How a trial might work was proving to be just as complicated.
When the Senate last met as a court of impeachment in February 2020, it was presided over by Chief Justice John G. Roberts Jr. of the Supreme Court. But the Constitution stipulates only that the chief justice must oversee the proceeding when a current president is on trial, throwing into doubt who would lead the chamber this time around.
The task could conceivably be left to the president of the Senate, which after Wednesday will be Vice President-elect Kamala Harris. Or, if Ms. Harris does not want to become embroiled in the proceeding during her first days in office, she could possibly cede the responsibility to the Senate president pro tempore, Senator Patrick J. Leahy, Democrat of Vermont.
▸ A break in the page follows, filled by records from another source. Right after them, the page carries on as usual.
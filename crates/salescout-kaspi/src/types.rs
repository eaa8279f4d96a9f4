//! Value types shared by the offers client and the resolver.

use std::fmt;

use serde::{Serialize, Serializer};
use serde_json::Value;

/// Offers requested per upstream page. Fixed by the marketplace storefront.
pub const PAGE_LIMIT: u32 = 5;

/// Numeric product identifier taken from a Kaspi product URL.
///
/// Always a non-empty run of ASCII digits; see [`crate::parse_product_url`].
#[derive(Debug, Clone, PartialEq, Eq, Hash, Serialize)]
#[serde(transparent)]
pub struct ProductId(String);

impl ProductId {
    /// Wraps `digits` if it is a non-empty run of ASCII digits.
    #[must_use]
    pub fn new(digits: &str) -> Option<Self> {
        if !digits.is_empty() && digits.bytes().all(|b| b.is_ascii_digit()) {
            Some(Self(digits.to_owned()))
        } else {
            None
        }
    }

    #[must_use]
    pub fn as_str(&self) -> &str {
        &self.0
    }
}

impl fmt::Display for ProductId {
    fn fmt(&self, f: &mut fmt::Formatter<'_>) -> fmt::Result {
        f.write_str(&self.0)
    }
}

/// An offer price in tenge as reported by the marketplace.
///
/// Serializes as a JSON integer when the value is whole so reports read
/// `100` rather than `100.0`.
#[derive(Debug, Clone, Copy, PartialEq, PartialOrd)]
pub struct Price(pub f64);

impl Price {
    #[must_use]
    pub fn value(self) -> f64 {
        self.0
    }
}

impl std::ops::Sub for Price {
    type Output = Price;

    fn sub(self, rhs: Price) -> Price {
        Price(self.0 - rhs.0)
    }
}

impl Serialize for Price {
    #[allow(clippy::float_cmp)]
    fn serialize<S: Serializer>(&self, serializer: S) -> Result<S::Ok, S::Error> {
        // 2^53: beyond this f64 no longer represents every integer.
        const MAX_EXACT: f64 = 9_007_199_254_740_992.0;
        if self.0.fract() == 0.0 && self.0.abs() < MAX_EXACT {
            #[allow(clippy::cast_possible_truncation)]
            return serializer.serialize_i64(self.0 as i64);
        }
        serializer.serialize_f64(self.0)
    }
}

/// One competing offer for a product.
#[derive(Debug, Clone, PartialEq)]
pub struct Offer {
    pub merchant_name: String,
    /// `None` when the upstream element carries no numeric `price`.
    pub price: Option<Price>,
}

impl Offer {
    /// Reads an offer from one element of the upstream `offers` array.
    ///
    /// The merchant name comes from `merchantName`, falling back to
    /// `shopName`; a blank value counts as absent. Missing fields never drop
    /// the element, so indexes stay aligned with the upstream array.
    fn from_value(value: &Value) -> Self {
        let price = value.get("price").and_then(Value::as_f64).map(Price);
        let merchant_name = ["merchantName", "shopName"]
            .iter()
            .filter_map(|key| value.get(*key).and_then(Value::as_str))
            .find(|name| !name.is_empty())
            .unwrap_or_default()
            .to_owned();
        Self {
            merchant_name,
            price,
        }
    }
}

/// One upstream page of offers, in the order the marketplace returned them
/// (ascending price).
#[derive(Debug, Clone, Default, PartialEq)]
pub struct OfferPage {
    pub offers: Vec<Offer>,
}

impl OfferPage {
    /// Extracts the `offers` array from an arbitrary upstream payload.
    ///
    /// Any JSON shape is accepted: a missing or non-array `offers` field is
    /// an empty page. Every array element becomes an [`Offer`], whatever
    /// fields it lacks.
    #[must_use]
    pub fn from_payload(payload: &Value) -> Self {
        let offers = payload
            .get("offers")
            .and_then(Value::as_array)
            .map(|items| items.iter().map(Offer::from_value).collect())
            .unwrap_or_default();
        Self { offers }
    }

    #[must_use]
    pub fn is_empty(&self) -> bool {
        self.offers.is_empty()
    }

    #[must_use]
    pub fn leader(&self) -> Option<&Offer> {
        self.offers.first()
    }
}

impl From<Vec<Offer>> for OfferPage {
    fn from(offers: Vec<Offer>) -> Self {
        Self { offers }
    }
}

/// Result of resolving a shop's standing on a product page.
///
/// When `my_shop_found` is `false` the `my_shop_*` and `price_to_top1` fields
/// are `None`. When it is `true` the position is always set; the prices are
/// set whenever the upstream offers carried a numeric price, and
/// `price_to_top1` needs both the leader's and the shop's price.
#[derive(Debug, Clone, PartialEq, Serialize)]
#[serde(rename_all = "camelCase")]
pub struct ResolverReport {
    pub product_id: ProductId,
    pub leader_shop: Option<String>,
    pub leader_price: Option<Price>,
    pub my_shop_found: bool,
    pub my_shop_price: Option<Price>,
    pub my_shop_position: Option<u32>,
    pub price_to_top1: Option<Price>,
}

impl ResolverReport {
    /// Report for a product with no offers at all.
    #[must_use]
    pub fn no_offers(product_id: ProductId) -> Self {
        Self {
            product_id,
            leader_shop: None,
            leader_price: None,
            my_shop_found: false,
            my_shop_price: None,
            my_shop_position: None,
            price_to_top1: None,
        }
    }
}
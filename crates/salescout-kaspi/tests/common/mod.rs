//! Shared wiremock helpers for the offers endpoint.

#![allow(dead_code)]

use std::time::Duration;

use salescout_kaspi::KaspiClient;
use serde_json::{json, Value};
use wiremock::{Match, Request};

pub const PRODUCT_ID: &str = "145467625";
pub const PRODUCT_URL: &str = "https://kaspi.kz/shop/p/foo-145467625/";
pub const OFFERS_PATH: &str = "/yml/offer-view/offers/145467625";

/// Client against `base_url` with fast, bounded retries.
pub fn test_client(base_url: &str) -> KaspiClient {
    KaspiClient::with_base_url(5, base_url)
        .expect("failed to build test KaspiClient")
        .with_retry_policy(3, Duration::from_millis(10))
}

/// Matches when the JSON request body has `field` exactly equal to `value`.
///
/// `body_partial_json` treats `[]` as "any array", which cannot tell the
/// zoneless fallback apart from a normal request.
pub struct BodyField(pub &'static str, pub Value);

impl Match for BodyField {
    fn matches(&self, request: &Request) -> bool {
        request
            .body_json::<Value>()
            .is_ok_and(|body| body.get(self.0) == Some(&self.1))
    }
}

pub fn page_is(page: u32) -> BodyField {
    BodyField("page", json!(page))
}

pub fn zone_is(zones: &[&str]) -> BodyField {
    BodyField("zoneId", json!(zones))
}

pub fn offers(items: &[(&str, f64)]) -> Value {
    let offers: Vec<Value> = items
        .iter()
        .map(|(name, price)| json!({ "merchantName": name, "price": price, "merchantId": "m" }))
        .collect();
    json!({ "offers": offers, "total": 42 })
}

pub fn five_non_matching() -> Value {
    offers(&[
        ("Leader", 200.0),
        ("Shop B", 201.0),
        ("Shop C", 202.0),
        ("Shop D", 203.0),
        ("Shop E", 204.0),
    ])
}
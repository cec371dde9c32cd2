//! Metrics sink boundary
//!
//! The delivery pipeline only knows this trait; the production
//! implementation is the InfluxDB HTTP sink in [`influx`].

pub mod influx;

pub use influx::InfluxSink;

use async_trait::async_trait;

use crate::error::SinkError;
use crate::types::MetricPoint;

/// A store accepting batched point writes.
///
/// One call carries all points derived from one source event; the sink has
/// no notion of event boundaries beyond that grouping.
#[async_trait]
pub trait MetricSink: Send + Sync {
    /// Write one batch of points
    async fn write_batch(&self, points: &[MetricPoint]) -> Result<(), SinkError>;
}
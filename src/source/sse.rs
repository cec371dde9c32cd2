//! Marathon event-bus client
//!
//! Subscribes to the `/v2/events` server-sent-events stream and decodes each
//! frame into an [`Event`]. Frames whose event name is outside the
//! subscribed set are skipped; comment lines (Marathon's keep-alives) are
//! ignored. Reconnection on stream loss is a transport-level concern and is
//! deliberately not handled here: the stream task reports an error signal
//! and ends.

use std::collections::HashSet;
use std::time::Duration;

use async_trait::async_trait;
use chrono::DateTime;
use futures_util::StreamExt;
use reqwest::header::ACCEPT;
use reqwest::Client;
use tokio::sync::mpsc;
use tokio_util::sync::CancellationToken;
use tracing::{debug, warn};

use super::{EventSource, SourceMessage, SourceSignal};
use crate::config::MarathonConfig;
use crate::error::SourceError;
use crate::types::{now_ms, Event};

/// Capacity of the signal/event channel handed to the subscriber
const CHANNEL_CAPACITY: usize = 256;

/// SSE client for the Marathon event bus
pub struct SseEventSource {
    client: Client,
    events_url: String,
    cancel: CancellationToken,
}

impl SseEventSource {
    /// Create a client for the configured endpoint
    pub fn new(config: &MarathonConfig) -> Result<Self, SourceError> {
        // Connect timeout only: the event stream itself is long-lived.
        let client = Client::builder()
            .connect_timeout(Duration::from_secs(10))
            .build()?;

        Ok(Self {
            client,
            events_url: config.events_url(),
            cancel: CancellationToken::new(),
        })
    }
}

#[async_trait]
impl EventSource for SseEventSource {
    async fn subscribe(
        &self,
        event_types: &[&'static str],
    ) -> Result<mpsc::Receiver<SourceMessage>, SourceError> {
        let response = self
            .client
            .get(&self.events_url)
            .header(ACCEPT, "text/event-stream")
            .send()
            .await?;

        if !response.status().is_success() {
            return Err(SourceError::Rejected {
                status: response.status().as_u16(),
            });
        }

        let subscribed: HashSet<&'static str> = event_types.iter().copied().collect();
        let (tx, rx) = mpsc::channel(CHANNEL_CAPACITY);
        let cancel = self.cancel.clone();

        tokio::spawn(async move {
            let _ = tx.send(SourceMessage::Signal(SourceSignal::Subscribed)).await;

            let mut stream = response.bytes_stream();
            let mut parser = FrameParser::new();

            loop {
                tokio::select! {
                    _ = cancel.cancelled() => {
                        let _ = tx
                            .send(SourceMessage::Signal(SourceSignal::Unsubscribed))
                            .await;
                        return;
                    }

                    chunk = stream.next() => {
                        let bytes = match chunk {
                            Some(Ok(bytes)) => bytes,
                            Some(Err(e)) => {
                                let _ = tx
                                    .send(SourceMessage::Signal(SourceSignal::Error {
                                        timestamp_ms: now_ms(),
                                        detail: e.to_string(),
                                    }))
                                    .await;
                                return;
                            }
                            None => {
                                let _ = tx
                                    .send(SourceMessage::Signal(SourceSignal::Error {
                                        timestamp_ms: now_ms(),
                                        detail: "event stream closed by server".to_string(),
                                    }))
                                    .await;
                                return;
                            }
                        };

                        for frame in parser.push(&bytes) {
                            if !subscribed.contains(frame.event.as_str()) {
                                debug!(event_type = %frame.event, "Skipping unsubscribed event type");
                                continue;
                            }
                            match decode_event(&frame) {
                                Some(event) => {
                                    if tx.send(SourceMessage::Event(event)).await.is_err() {
                                        // Subscriber went away; stop reading.
                                        return;
                                    }
                                }
                                None => {
                                    warn!(event_type = %frame.event, "Undecodable event payload, skipping");
                                }
                            }
                        }
                    }
                }
            }
        });

        Ok(rx)
    }

    fn unsubscribe(&self) {
        self.cancel.cancel();
    }
}

/// One complete server-sent event
#[derive(Debug, Clone, PartialEq)]
struct SseFrame {
    event: String,
    data: String,
}

/// Incremental SSE frame parser.
///
/// Frames arrive as arbitrary byte chunks; lines are only interpreted once
/// their terminating newline is seen, and a frame is emitted on the blank
/// line that ends it.
struct FrameParser {
    buffer: Vec<u8>,
    event: Option<String>,
    data: Vec<String>,
}

impl FrameParser {
    fn new() -> Self {
        Self {
            buffer: Vec::new(),
            event: None,
            data: Vec::new(),
        }
    }

    /// Feed a chunk, returning every frame it completes
    fn push(&mut self, chunk: &[u8]) -> Vec<SseFrame> {
        self.buffer.extend_from_slice(chunk);

        let mut frames = Vec::new();
        while let Some(newline) = self.buffer.iter().position(|&b| b == b'\n') {
            let raw: Vec<u8> = self.buffer.drain(..=newline).collect();
            let line = String::from_utf8_lossy(&raw[..newline]);
            let line = line.trim_end_matches('\r');

            if line.is_empty() {
                if let Some(frame) = self.take_frame() {
                    frames.push(frame);
                }
            } else if let Some(rest) = line.strip_prefix("event:") {
                self.event = Some(rest.strip_prefix(' ').unwrap_or(rest).to_string());
            } else if let Some(rest) = line.strip_prefix("data:") {
                self.data
                    .push(rest.strip_prefix(' ').unwrap_or(rest).to_string());
            } else if line.starts_with(':') {
                // Comment line, used by the server as a keep-alive
            }
            // Other SSE fields (id:, retry:) are not used by the event bus
        }
        frames
    }

    fn take_frame(&mut self) -> Option<SseFrame> {
        let data = self.data.join("\n");
        self.data.clear();
        let event = self.event.take()?;
        if data.is_empty() {
            return None;
        }
        Some(SseFrame { event, data })
    }
}

/// Decode one frame into an event, resolving the wire timestamp at intake
fn decode_event(frame: &SseFrame) -> Option<Event> {
    let payload: serde_json::Value = serde_json::from_str(&frame.data).ok()?;
    let timestamp_ms = resolve_timestamp(&payload);
    Some(Event::new(frame.event.clone(), timestamp_ms, payload))
}

/// Resolve the payload timestamp to epoch milliseconds.
///
/// The event bus sends RFC 3339 strings; numeric timestamps are taken as
/// epoch milliseconds. A missing or unparseable timestamp falls back to the
/// intake time so the point is still placeable.
fn resolve_timestamp(payload: &serde_json::Value) -> i64 {
    match payload.get("timestamp") {
        Some(serde_json::Value::Number(n)) => n
            .as_i64()
            .or_else(|| n.as_f64().map(|f| f as i64))
            .unwrap_or_else(now_ms),
        Some(serde_json::Value::String(s)) => DateTime::parse_from_rfc3339(s)
            .map(|t| t.timestamp_millis())
            .unwrap_or_else(|_| now_ms()),
        _ => now_ms(),
    }
}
But other constitutional scholars argued that because the charge was lodged while Mr. Trump was still president, Chief Justice Roberts should preside again.
The question was wrapped up in broader uncertainty about the Senate’s jurisdiction over Mr. Trump once he leaves office. While former government officials have been tried for impeachable offenses, no former president has. Some conservatives were pointing to the lack of precedent, and the Constitution’s silence on the matter, to argue that the Senate had no right to sit in judgment of Mr. Trump after Wednesday.
That appears to be the minority view. The Senate did try President Ulysses S. Grant’s secretary of war in the 1870s, after he had already resigned. Many legal scholars believe that is enough precedent to do so with Mr. Trump, and in any case, they argue it is highly unlikely that the Supreme Court would challenge the Senate’s decision if a majority of the body were in favor of hearing the case.
The chief justice declined to comment on Friday through a Supreme Court spokeswoman.
Senators and their aides were also trying to determine how they could alter the physical layout of the Senate chamber and attendance requirements to operate the trial safely during the pandemic. In the past, impeachment rules have required that all 100 senators sit at their desks inside the chamber whenever the trial is in session, and members of the prosecution and defense teams crammed around curved tables set up in the well of the Senate. But doing so now with an airborne virus ravaging the country — and the halls of Congress — would be unsafe.